Riassunto del settimo libro dell’Anabasi di Senofonte

1. A Bisanzio

Il settimo libro dell’Anabasi di Senofonte si apre sulla paura di Farnabazo che l’esercito greco dedica di marciare verso il suo territorio. Per scongiurare il pericolo manda messi all’ammiraglio Anassibio a Bisanzio con la richiesta che costui trasporti i soldati fuori dall’Asia.

Anassibio convoca generali e comandanti e promette loro che pagherà il soldo se passeranno sulla sponda europea. Senofonte comincia a manifestare la volontà di staccarsi dall’esercito per tornare in patria da solo.

Itinerario dell'Anabasi di Senofonte

I soldati si trasferiscono a Bisanzio ma a questo punto Anassibio si smentisce non pagando il soldo, anzi fa uscire le truppe dalla città.

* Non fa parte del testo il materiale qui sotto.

use dioxus::prelude::*;

use crate::site::NavLink;

#[cfg(target_arch = "wasm32")]
use web_sys::{window, ScrollBehavior, ScrollIntoViewOptions, ScrollLogicalPosition};

/// The element id an in-page link points at, if it is one.
pub fn anchor_target(href: &str) -> Option<&str> {
    href.strip_prefix('#').filter(|id| !id.is_empty())
}

/// Smoothly scroll the target of `href` to the top of the viewport. Missing targets are ignored.
#[cfg(target_arch = "wasm32")]
pub fn scroll_to_anchor(href: &str) {
    let Some(id) = anchor_target(href) else {
        return;
    };
    let Some(target) = window()
        .and_then(|w| w.document())
        .and_then(|doc| doc.get_element_by_id(id))
    else {
        return;
    };
    let options = ScrollIntoViewOptions::new();
    options.set_behavior(ScrollBehavior::Smooth);
    options.set_block(ScrollLogicalPosition::Start);
    target.scroll_into_view_with_scroll_into_view_options(&options);
}

#[cfg(not(target_arch = "wasm32"))]
pub fn scroll_to_anchor(_href: &str) {}

#[component]
pub fn NavBar(title: String, links: Vec<NavLink>) -> Element {
    rsx! {
        nav { class: "navbar",
            AnchorLink { class: "logo", href: "#top", label: title }
            ul { class: "nav-links",
                for link in links {
                    li { key: "{link.href}",
                        if anchor_target(&link.href).is_some() {
                            AnchorLink { class: "nav-link", href: link.href.clone(), label: link.label.clone() }
                        } else {
                            a { class: "nav-link", href: "{link.href}", "{link.label}" }
                        }
                    }
                }
            }
        }
    }
}

/// In-page link that scrolls instead of jumping.
#[component]
pub fn AnchorLink(href: String, label: String, #[props(default)] class: String) -> Element {
    let target = href.clone();

    rsx! {
        a {
            class: "{class}",
            href: "{href}",
            onclick: move |evt: MouseEvent| {
                evt.prevent_default();
                scroll_to_anchor(&target);
            },
            "{label}"
        }
    }
}

#[cfg(test)]
mod tests {
    use super::*;

    #[test]
    fn fragment_links_resolve_to_ids() {
        assert_eq!(anchor_target("#about"), Some("about"));
        assert_eq!(anchor_target("#contact-form"), Some("contact-form"));
    }

    #[test]
    fn bare_hash_and_external_links_have_no_target() {
        assert_eq!(anchor_target("#"), None);
        assert_eq!(anchor_target("https://example.com/#about"), None);
        assert_eq!(anchor_target(""), None);
    }
}
use dioxus::prelude::*;

use crate::site::{Category, PortfolioItem, ALL_CATEGORIES};

/// The active portfolio filter. Matching is exact; `all` shows everything.
#[derive(Debug, Clone, PartialEq, Eq, Default)]
pub enum CategoryFilter {
    #[default]
    All,
    Only(String),
}

impl CategoryFilter {
    pub fn from_key(key: &str) -> Self {
        if key == ALL_CATEGORIES {
            CategoryFilter::All
        } else {
            CategoryFilter::Only(key.to_string())
        }
    }

    pub fn key(&self) -> &str {
        match self {
            CategoryFilter::All => ALL_CATEGORIES,
            CategoryFilter::Only(key) => key,
        }
    }

    pub fn shows(&self, category: &str) -> bool {
        match self {
            CategoryFilter::All => true,
            CategoryFilter::Only(key) => key == category,
        }
    }
}

#[component]
pub fn PortfolioGrid(categories: Vec<Category>, items: Vec<PortfolioItem>) -> Element {
    let mut active = use_signal(CategoryFilter::default);
    let filter = active();

    rsx! {
        section { id: "portfolio", class: "section portfolio",
            h2 { class: "section-title", "Portfolio" }
            div { class: "portfolio-filters",
                for category in categories {
                    FilterButton {
                        key: "{category.key}",
                        label: category.label.clone(),
                        filter_key: category.key.clone(),
                        active: filter.key() == category.key,
                        onclick: move |key: String| active.set(CategoryFilter::from_key(&key)),
                    }
                }
            }
            div { class: "portfolio-grid",
                for (index, item) in items.iter().enumerate() {
                    div {
                        key: "{index}",
                        class: "portfolio-item",
                        "data-category": "{item.category}",
                        display: display_for(&filter, &item.category),
                        h3 { "{item.title}" }
                        if !item.description.is_empty() {
                            p { "{item.description}" }
                        }
                    }
                }
            }
        }
    }
}

fn display_for(filter: &CategoryFilter, category: &str) -> &'static str {
    if filter.shows(category) {
        "block"
    } else {
        "none"
    }
}

#[component]
fn FilterButton(label: String, filter_key: String, active: bool, onclick: EventHandler<String>) -> Element {
    let class = if active { "filter-btn active" } else { "filter-btn" };

    rsx! {
        button {
            class: "{class}",
            r#type: "button",
            "data-filter": "{filter_key}",
            onclick: move |_| onclick.call(filter_key.clone()),
            "{label}"
        }
    }
}
use dioxus::prelude::*;

use crate::site::ParallaxSettings;

/// Background shift in pixels, derived from the live pointer position.
#[derive(Debug, Clone, Copy, PartialEq, Default)]
pub struct ParallaxOffset {
    pub x: f64,
    pub y: f64,
}

impl ParallaxOffset {
    /// Maps the pointer into `[-amplitude, amplitude]` on each axis, centred on the viewport.
    pub fn from_pointer(pointer: (f64, f64), viewport: (f64, f64), amplitude: f64) -> Self {
        Self {
            x: axis_offset(pointer.0, viewport.0, amplitude),
            y: axis_offset(pointer.1, viewport.1, amplitude),
        }
    }

    pub fn transform(&self, scale: f64) -> String {
        format!("translate({:.2}px, {:.2}px) scale({scale})", self.x, self.y)
    }
}

fn axis_offset(position: f64, extent: f64, amplitude: f64) -> f64 {
    if !extent.is_finite() || extent <= 0.0 || !position.is_finite() {
        return 0.0;
    }
    (position / extent) * amplitude * 2.0 - amplitude
}

#[cfg(target_arch = "wasm32")]
pub fn viewport_size() -> Option<(f64, f64)> {
    let win = web_sys::window()?;
    Some((
        win.inner_width().ok()?.as_f64()?,
        win.inner_height().ok()?.as_f64()?,
    ))
}

#[cfg(not(target_arch = "wasm32"))]
pub fn viewport_size() -> Option<(f64, f64)> {
    None
}

#[derive(Clone, Copy)]
pub struct ParallaxSignal(pub Signal<ParallaxOffset>);

/// Decorative layer behind the page, shifted by the pointer.
#[component]
pub fn Background(settings: ParallaxSettings) -> Element {
    let offset = use_context::<ParallaxSignal>().0;
    let transform = offset().transform(settings.scale);

    rsx! {
        div { class: "background", transform: "{transform}" }
    }
}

I soldati rimangono interdetti e poi tentano di rientrare a Bisanzio, riuscendoci. A questo punto Senofonte teme che l’esercito si abbandoni al saccheggio: sarebbe un disastro per tutti. I soldati lo esortano a prendere possesso della città per essere utile all’esercito, mentre l’esercito può rendere grande lui.

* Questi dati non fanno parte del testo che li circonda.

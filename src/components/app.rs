use dioxus::prelude::*;

use crate::components::{
    viewport_size, AnchorLink, AudioController, Background, ContactForm, NavBar, ParallaxOffset,
    ParallaxSignal, PortfolioGrid, RevealController, Samples,
};
use crate::site::site;

#[component]
pub fn PortfolioPage() -> Element {
    let site = site();
    let mut parallax = use_signal(ParallaxOffset::default);
    use_context_provider(|| ParallaxSignal(parallax));

    let amplitude = site.parallax.amplitude_px;
    let on_mouse_move = move |evt: MouseEvent| {
        let Some(viewport) = viewport_size() else {
            return;
        };
        let pointer = evt.client_coordinates();
        parallax.set(ParallaxOffset::from_pointer(
            (pointer.x, pointer.y),
            viewport,
            amplitude,
        ));
    };

    rsx! {
        div { id: "top", class: "page", onmousemove: on_mouse_move,
            Background { settings: site.parallax.clone() }
            NavBar { title: site.title.clone(), links: site.nav.clone() }

            header { class: "hero",
                h1 { class: "hero-title", "{site.title}" }
                if !site.tagline.is_empty() {
                    p { class: "hero-tagline", "{site.tagline}" }
                }
                AnchorLink { class: "cta-button", href: "#samples", label: "Listen to samples" }
            }

            section { id: "about", class: "section about",
                h2 { class: "section-title", "About" }
                div { class: "about-text",
                    for (index, paragraph) in site.about.iter().enumerate() {
                        p { key: "{index}", "{paragraph}" }
                    }
                }
            }

            Samples { tracks: site.tracks.clone(), labels: site.labels.clone() }
            PortfolioGrid { categories: site.categories.clone(), items: site.portfolio.clone() }
            ContactForm { settings: site.contact.clone() }

            footer { class: "footer", p { "© {site.title}" } }

            AudioController { labels: site.labels.clone() }
            RevealController { settings: site.reveal.clone() }
        }
    }
}
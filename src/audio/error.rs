use thiserror::Error;

/// Failures surfaced by [`super::AudioPlayer`]. None of them leave the controller inconsistent.
#[derive(Debug, Clone, PartialEq, Eq, Error)]
pub enum PlayerError {
    /// The control names a playable that does not exist on the page.
    #[error("audio not found: control {control:?} is bound to missing playable {playable:?}")]
    BindingNotFound { control: String, playable: String },
    /// The control was never registered with the controller.
    #[error("unknown play control {control:?}")]
    UnknownControl { control: String },
    /// The platform rejected the start request.
    #[error("playback of {playable:?} failed to start: {reason}")]
    PlaybackStartFailed { playable: String, reason: String },
}
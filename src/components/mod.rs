//! Page sections and the browser effects wired into them.

mod app;
mod contact_form;
mod navigation;
mod parallax;
mod portfolio;
mod reveal;
mod samples;

pub use app::*;
pub use contact_form::*;
pub use navigation::*;
pub use parallax::*;
pub use portfolio::*;
pub use reveal::*;
pub use samples::*;
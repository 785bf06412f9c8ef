// Browser backend: `<audio>` elements as playables, `.play-button` elements as controls.
use std::rc::Rc;

use futures_util::future::LocalBoxFuture;
use futures_util::FutureExt;
use wasm_bindgen::{closure::Closure, JsCast, JsValue};
use web_sys::{window, Document, EventTarget, HtmlAudioElement, HtmlElement};

use super::{AudioPlayer, Binding, Control, Environment, EventSource, Playable};
use crate::site::ControlLabels;

pub const PLAY_BUTTON_SELECTOR: &str = ".play-button";
/// Attribute on a play button naming the id of its `<audio>` element.
pub const AUDIO_ATTRIBUTE: &str = "data-audio";
const PLAYING_CLASS: &str = "playing";

#[derive(Clone)]
pub struct DomPage {
    document: Document,
}

impl DomPage {
    pub fn current() -> Option<Self> {
        Some(Self {
            document: window()?.document()?,
        })
    }

    fn element<T: JsCast>(&self, id: &str) -> Option<T> {
        self.document.get_element_by_id(id)?.dyn_into::<T>().ok()
    }
}

pub struct DomAudio(HtmlAudioElement);

impl Playable for DomAudio {
    fn start(&self) -> LocalBoxFuture<'static, Result<(), String>> {
        let request = self.0.play();
        async move {
            let promise = request.map_err(|err| describe_js_error(&err))?;
            wasm_bindgen_futures::JsFuture::from(promise)
                .await
                .map(|_| ())
                .map_err(|err| describe_js_error(&err))
        }
        .boxed_local()
    }

    fn pause(&self) {
        if let Err(err) = self.0.pause() {
            tracing::warn!("failed to pause audio: {}", describe_js_error(&err));
        }
    }

    fn is_playing(&self) -> bool {
        !self.0.paused()
    }

    fn rewind(&self) {
        self.0.set_current_time(0.0);
    }
}

pub struct DomButton(HtmlElement);

impl Control for DomButton {
    fn set_label(&self, label: &str) {
        self.0.set_text_content(Some(label));
    }

    fn set_active(&self, active: bool) {
        let _ = self
            .0
            .class_list()
            .toggle_with_force(PLAYING_CLASS, active);
    }
}

impl Environment for DomPage {
    type Playable = DomAudio;
    type Control = DomButton;

    fn bindings(&self) -> Vec<Binding> {
        let Ok(nodes) = self.document.query_selector_all(PLAY_BUTTON_SELECTOR) else {
            return Vec::new();
        };
        let mut bindings = Vec::new();
        for index in 0..nodes.length() {
            let Some(element) = nodes
                .item(index)
                .and_then(|node| node.dyn_into::<web_sys::Element>().ok())
            else {
                continue;
            };
            let control_id = element.id();
            if control_id.is_empty() {
                tracing::warn!("play button without an id; it cannot be bound");
                continue;
            }
            let playable_id = element.get_attribute(AUDIO_ATTRIBUTE).unwrap_or_default();
            bindings.push(Binding {
                control_id,
                playable_id,
            });
        }
        bindings
    }

    fn playable(&self, id: &str) -> Option<DomAudio> {
        self.element::<HtmlAudioElement>(id).map(DomAudio)
    }

    fn control(&self, id: &str) -> Option<DomButton> {
        self.element::<HtmlElement>(id).map(DomButton)
    }
}

impl EventSource for DomPage {
    fn on_activate(&self, control_id: &str, handler: Box<dyn Fn()>) {
        match self.document.get_element_by_id(control_id) {
            Some(element) => listen(&element, "click", handler),
            None => tracing::warn!(control = control_id, "play control vanished before binding"),
        }
    }

    fn on_ended(&self, playable_id: &str, handler: Box<dyn Fn()>) {
        // Missing playables are reported when their control is activated.
        if let Some(element) = self.document.get_element_by_id(playable_id) {
            listen(&element, "ended", handler);
        }
    }

    fn on_teardown(&self, handler: Box<dyn Fn()>) {
        if let Some(win) = window() {
            listen(&win, "beforeunload", handler);
        }
    }

    fn spawn(&self, task: LocalBoxFuture<'static, ()>) {
        wasm_bindgen_futures::spawn_local(task);
    }
}

/// Attach a page-lifetime listener.
fn listen(target: &EventTarget, event: &str, handler: Box<dyn Fn()>) {
    let callback = Closure::wrap(Box::new(move || handler()) as Box<dyn FnMut()>);
    if let Err(err) =
        target.add_event_listener_with_callback(event, callback.as_ref().unchecked_ref())
    {
        tracing::warn!("failed to attach {event} listener: {}", describe_js_error(&err));
    }
    callback.forget();
}

/// `DOMException`s carry `name` and `message`; anything else is stringified.
fn describe_js_error(err: &JsValue) -> String {
    if let Some(text) = err.as_string() {
        return text;
    }
    let field = |name: &str| {
        js_sys::Reflect::get(err, &name.into())
            .ok()
            .and_then(|value| value.as_string())
            .filter(|value| !value.trim().is_empty())
    };
    match (field("name"), field("message")) {
        (Some(name), Some(message)) => format!("{name}: {message}"),
        (Some(text), None) | (None, Some(text)) => text,
        (None, None) => format!("{err:?}"),
    }
}

/// Bind the audio player to every play button on the current page.
pub fn mount_audio_player(labels: ControlLabels) -> Option<Rc<AudioPlayer<DomPage>>> {
    let page = DomPage::current()?;
    Some(AudioPlayer::initialize(page.clone(), labels, page))
}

Senofonte cerca di placarne l’ira con una lezione di realismo. Gli Spartani reagirebbero insieme a tutti i loro alleati e per i mercenari non ci sarebbe scampo, visto che anche Tissaferne e il Gran Re sono a loro ostili. Avrebbero contro tutte le città della Grecia visto che, pur potendo assaltare una delle città barbare si sono invece rivolti contro la prima città greca incontrata sul loro cammino.

Essendo Elleni, devono sottomettersi ai capi degli Elleni, ovvero agli Spartani: meglio subire ingiustizia da loro che combattere contro la Grecia. Propone infine di mandare messi ad Anassibio per rassicurarlo che non sono rientrati a Bisanzio con intenzioni aggressive.

Un tale Ceratada di Tebe convince i mercenari a farlo generale e a seguirlo fino al cosiddetto Delta della Tracia. Ci avrebbe pensato lui al rifornimento di viveri per la marcia. Mentre i soldati vengono banditi da Bisanzio, Senofonte ottiene per sé il permesso di entrare in città con Cleandro e dice addio ai soldati.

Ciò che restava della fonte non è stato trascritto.